• [RECORDED DATA]:
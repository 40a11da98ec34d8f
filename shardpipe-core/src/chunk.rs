//! Chunk types and metadata
//!
//! A chunk is the unit produced by splitting an input stream. Its metadata
//! record lists the objects that together reconstruct it, and the hash of
//! the plaintext that produced it. The embedder stores these records; the
//! pipeline only creates and consumes them.

use serde::{Deserialize, Serialize};
use std::fmt;

/// Locator of a single object stored on a shard
#[derive(Debug, Clone, PartialEq, Eq, Hash, Serialize, Deserialize)]
pub struct ObjectRef {
    /// Key generated by the shard when the object was created
    pub key: Vec<u8>,

    /// Identifier (address) of the shard holding the object
    pub shard_id: String,
}

impl ObjectRef {
    pub fn new(key: impl Into<Vec<u8>>, shard_id: impl Into<String>) -> Self {
        Self {
            key: key.into(),
            shard_id: shard_id.into(),
        }
    }
}

/// Placement of one chunk of processed data
///
/// `size` is the length of the processed bytes handed to the chunk storage.
/// The order of `objects` is significant for erasure-coded chunks: position
/// `i` holds the locator of part `i`.
#[derive(Debug, Clone, Default, PartialEq, Eq, Serialize, Deserialize)]
pub struct ChunkConfig {
    pub size: u64,
    pub objects: Vec<ObjectRef>,
}

impl ChunkConfig {
    pub fn new(size: u64, objects: Vec<ObjectRef>) -> Self {
        Self { size, objects }
    }
}

/// Metadata record describing one chunk of an input stream
#[derive(Debug, Clone, Default, PartialEq, Eq, Serialize, Deserialize)]
pub struct Chunk {
    /// Size of the processed data stored for this chunk
    pub size: u64,

    /// Locators of the objects that reconstruct this chunk
    pub objects: Vec<ObjectRef>,

    /// Digest of the plaintext, before processing
    pub hash: Vec<u8>,
}

impl Chunk {
    /// Combine a storage placement with the plaintext hash.
    pub fn from_config(cfg: ChunkConfig, hash: Vec<u8>) -> Self {
        Self {
            size: cfg.size,
            objects: cfg.objects,
            hash,
        }
    }

    /// Storage placement of this chunk.
    pub fn config(&self) -> ChunkConfig {
        ChunkConfig {
            size: self.size,
            objects: self.objects.clone(),
        }
    }
}

/// Health of stored data, from unrecoverable to fully redundant
///
/// Ordered so that the health of a list is the minimum of its members.
#[derive(Debug, Clone, Copy, PartialEq, Eq, PartialOrd, Ord, Hash, Serialize, Deserialize)]
#[serde(rename_all = "snake_case")]
pub enum CheckStatus {
    /// Not enough valid objects to reconstruct the data
    Invalid,
    /// Readable, but not every object is available
    Valid,
    /// Every object is available
    Optimal,
}

impl CheckStatus {
    /// Combine the status of two parts of the same stream.
    pub fn combine(self, other: CheckStatus) -> CheckStatus {
        self.min(other)
    }
}

impl fmt::Display for CheckStatus {
    fn fmt(&self, f: &mut fmt::Formatter<'_>) -> fmt::Result {
        let s = match self {
            CheckStatus::Invalid => "invalid",
            CheckStatus::Valid => "valid",
            CheckStatus::Optimal => "optimal",
        };
        f.write_str(s)
    }
}
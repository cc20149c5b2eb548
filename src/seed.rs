//! Seed color generator - deterministic HSL backgrounds from a string seed.
//!
//! The digest is SHA-512 over the UTF-8 seed bytes. Changing the algorithm
//! changes every derived color, so it is fixed for the lifetime of the crate.

use crate::color::{Hsl, Rgb};
use crate::contrast::{contrast_ratio, pick_text_color};
use crate::error::{RenderError, RenderResult};
use crate::hashing::sha512_digest;

pub const SEED_LIGHTNESS: f64 = 45.0;
pub const MIN_SATURATION: f64 = 40.0;
pub const MAX_SATURATION: f64 = 70.0;

/// Contrast a forced text color must reach against an adapted background.
pub const MIN_FORCED_CONTRAST: f64 = 4.5;

/// Derive a background color from `seed`.
///
/// Hue comes from the first digest byte, saturation from the second
/// (40%..=70%), lightness is always 45%. Hue and saturation are rounded to
/// whole numbers so the canonical text form round-trips exactly.
pub fn color_from_seed(seed: &str) -> RenderResult<Hsl> {
    if seed.is_empty() {
        return Err(RenderError::invalid("seed", "seed must be a non-empty string"));
    }
    let digest = sha512_digest(seed.as_bytes());
    let hue = f64::from(digest[0]) * 360.0 / 255.0;
    let saturation =
        f64::from(digest[1]) * ((MAX_SATURATION - MIN_SATURATION) / 255.0) + MIN_SATURATION;

    Ok(Hsl {
        h: hue.round_ties_even(),
        s: saturation.round_ties_even(),
        l: SEED_LIGHTNESS,
    })
}

/// Move the lightness of a seed-derived background so a forced text color
/// stays legible on it. Hue and saturation are left untouched.
///
/// Light text pushes the background darker (44, 43, ... 0), dark text pushes
/// it lighter (46, 47, ... 100). The first step reaching
/// [`MIN_FORCED_CONTRAST`] wins; otherwise the extreme is used.
pub fn adapt_for_text(base: Hsl, text: Rgb) -> Hsl {
    let text_is_light = pick_text_color(text.into(), true) == Rgb::DARK;
    let start = SEED_LIGHTNESS as i32;
    let (step, limit) = if text_is_light { (-1, 0) } else { (1, 100) };

    let mut lightness = start + step;
    loop {
        let candidate = base.with_lightness(f64::from(lightness));
        if lightness == limit || contrast_ratio(candidate.to_rgb(), text) >= MIN_FORCED_CONTRAST {
            return candidate;
        }
        lightness += step;
    }
}
//! Markup assembler - turns a resolved layout into the final SVG string.
//!
//! The output is a single line with single-quoted attributes. Its exact byte
//! sequence is part of the contract (callers hash and snapshot it), so the
//! attribute order below must not change.

use std::borrow::Cow;
use std::fmt::Write as _;

use crate::color::{format_rounded, Color, Rgb};
use crate::layout::LayoutResult;

const XML_DECLARATION: &str = "<?xml version='1.0' encoding='UTF-8'?>";
const SVG_NAMESPACE: &str = "http://www.w3.org/2000/svg";
const SHADOW_ID: &str = "tshadow";

/// Everything about the look of the image that is not geometry.
#[derive(Debug, Clone, PartialEq)]
pub struct Appearance {
    pub background: Color,
    pub text_color: Rgb,
    pub font_family: String,
    pub font_weight: u32,
    pub use_shadow: bool,
}

/// Escape the five XML-reserved characters.
pub fn escape_markup(raw: &str) -> Cow<'_, str> {
    if !raw.contains(['&', '<', '>', '"', '\'']) {
        return Cow::Borrowed(raw);
    }
    let mut out = String::with_capacity(raw.len() + 16);
    for c in raw.chars() {
        match c {
            '&' => out.push_str("&amp;"),
            '<' => out.push_str("&lt;"),
            '>' => out.push_str("&gt;"),
            '"' => out.push_str("&quot;"),
            '\'' => out.push_str("&#x27;"),
            _ => out.push(c),
        }
    }
    Cow::Owned(out)
}

fn shadow_defs() -> String {
    format!(
        "<defs><filter id='{SHADOW_ID}' x='-20%' y='-20%' width='140%' height='140%'>\
         <feDropShadow dx='0' dy='1' stdDeviation='1.2' flood-opacity='0.35'/>\
         </filter></defs>"
    )
}

pub fn assemble(layout: &LayoutResult, look: &Appearance) -> String {
    let size = layout.canvas_size;
    let mut svg = String::with_capacity(512 + layout.lines.len() * 256);

    svg.push_str(XML_DECLARATION);
    // Writing into a String cannot fail.
    let _ = write!(
        svg,
        "<svg width='{size}' height='{size}' viewBox='0 0 {size} {size}' xmlns='{SVG_NAMESPACE}'>"
    );
    if look.use_shadow {
        svg.push_str(&shadow_defs());
    }
    let _ = write!(
        svg,
        "<rect width='{size}' height='{size}' fill='{}'/>",
        look.background
    );

    let family = escape_markup(&look.font_family);
    let x = format_rounded(layout.x);
    for line in &layout.lines {
        let _ = write!(
            svg,
            "<text fill='{}' font-size='{}' font-weight='{}' text-anchor='middle' \
             dominant-baseline='middle' font-family='{}' x='{}' y='{}'",
            look.text_color,
            layout.font_size,
            look.font_weight,
            family,
            x,
            format_rounded(line.y)
        );
        if line.force_length {
            let _ = write!(
                svg,
                " textLength='{}' lengthAdjust='spacingAndGlyphs'",
                layout.content_width
            );
        }
        if look.use_shadow {
            let _ = write!(svg, " filter='url(#{SHADOW_ID})'");
        }
        let _ = write!(svg, ">{}</text>", escape_markup(&line.text));
    }

    svg.push_str("</svg>");
    svg
}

• [EXERCISE AIM]:
Exactly as written, please transcribe the lines from the start of the records above to the line that holds "holds the locator", both ends included.

• [TASK OUTPUT]:
repository 40a11da98ec34d8f
filename shardpipe-core/src/chunk.rs
//! Chunk types and metadata
//!
//! A chunk is the unit produced by splitting an input stream. Its metadata
//! record lists the objects that together reconstruct it, and the hash of
//! the plaintext that produced it. The embedder stores these records; the
//! pipeline only creates and consumes them.

use serde::{Deserialize, Serialize};
use std::fmt;

/// Locator of a single object stored on a shard
#[derive(Debug, Clone, PartialEq, Eq, Hash, Serialize, Deserialize)]
pub struct ObjectRef {
    /// Key generated by the shard when the object was created
    pub key: Vec<u8>,

    /// Identifier (address) of the shard holding the object
    pub shard_id: String,
}

impl ObjectRef {
    pub fn new(key: impl Into<Vec<u8>>, shard_id: impl Into<String>) -> Self {
        Self {
            key: key.into(),
            shard_id: shard_id.into(),
        }
    }
}

/// Placement of one chunk of processed data
///
/// `size` is the length of the processed bytes handed to the chunk storage.
/// The order of `objects` is significant for erasure-coded chunks: position
/// `i` holds the locator of part `i`.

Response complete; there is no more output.